Don't get me wrong, I hate seeing my child disappointed, what parent doesn't? I hurt when my child's feelings are clearly hurt. But what would I be teaching my kid if I demanded that the rules be changed for him? I already do that within the confines of the law and I have zero issues doing that. He needs an IEP in order to get through school. However, I don't feel comfortable saying that this must extend to awards ceremonies or other occasions. I've done this before and I felt like crap. I don't feel good about teaching him this is how life is run.

What brought this up today, while most kids are enjoying their summertime laziness, was Morgan getting into my car in tears on his last day of his reading program. If you've been on my Facebook page for a while, you'll know that the tears aren't new. He's a sensitive kid who is also Autistic. The combination can be tricky. Before he had come outside to the carline, I'd noted that most of the children (In fact, I think all but two or three, including Morgan) had Mardi Gras- type beads around their neck or little toys in their hands.

Morgan, to his credit, was holding his tears in check, but I could see the storm under the surface. He was going to blow and boy, did he. It turned out that the little prizes or beads were for the kids who had finished today with high scores in their reading programs. Morgan, though he'd made high scores in several of the programs throughout the summer, didn't make those scores today. He felt left out because he didn't receive the same accolades the other children did. He did admit to the ST giving him two cupcakes, however, when he'd finished up his programs.

"I feel stupid," he said, "and so left out!"

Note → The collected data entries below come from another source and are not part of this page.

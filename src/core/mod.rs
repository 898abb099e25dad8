//! Core simulator types: state, RNG, configuration, errors.
//!
//! This module contains the building blocks every crafting mode shares.
//! Modes customize behavior through `rules::CraftingRules`, not by
//! modifying the core.

pub mod config;
pub mod error;
pub mod rng;
pub mod state;

pub use config::{CardsConfig, CraftTargets, ItemConfig, ItemsConfig};
pub use error::{SimError, SimResult};
pub use rng::{RandomSource, ScriptedRandom, SimRng};
pub use state::{BuffSet, Counter, SimulationState, COUNTER_FLOOR};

"Well, bud, here's the thing. You've worked really hard this summer learning how to read, right? And those other kids did, too. However, the goal today was to make high scores. You didn't do that. I'm really sorry you didn't. But you know, you were still rewarded for your work with those cupcakes. You see? And... you're not stupid. You're never stupid. You have to work harder than most kids, but that will never make you dumb. Don't say that, please?"

"Mommy, it's not fair."

Okay, this is where I really hated it for him. Actually, I hated all of it. Morgan has worked very hard this summer. But those other kids? They also worked hard. And, at the end of the day, Morgan was rewarded with two cupcakes for his work. He didn't make his goal, those other children did. He needed to see that.

I reiterated to him that the point today was to make high scores and he didn't do it. That it didn't mean he was "stupid" or anything else, just that he didn't accomplish that one goal. He calmed down fairly quickly (for him) after I explained things. But this has been weighing on my mind.

I feel in my heart that I've done the right thing by not asking for an exception. I'm curious as to if the parents of the other who didn't get prizes did the same thing. Do we, as parents, really need to demand that children are always rewarded, even when goals are not met?

I had promised Morgan a reward this morning, before any of this happened, for all of his dedication and hard work this summer. I gave it to him after because that was fair and just. He could have balked at this whole experimental reading program we tried on him, but he didn't. But I had to wonder as we were picking out his "treat," was this even correct?

Am I falling into the mold of parenting I dislike by teaching my son he'll be rewarded by doing something I fully expect him to do? Is this the same as paying him for grades (Which we don't do; Morgan makes good grades thanks to countless hours of tutoring and hard work on his part. He sometimes is rewarded for that, but we expect him to try his hardest- if that's Cs and Ds, so be it.).

What are your thoughts? How do your practice rewarding?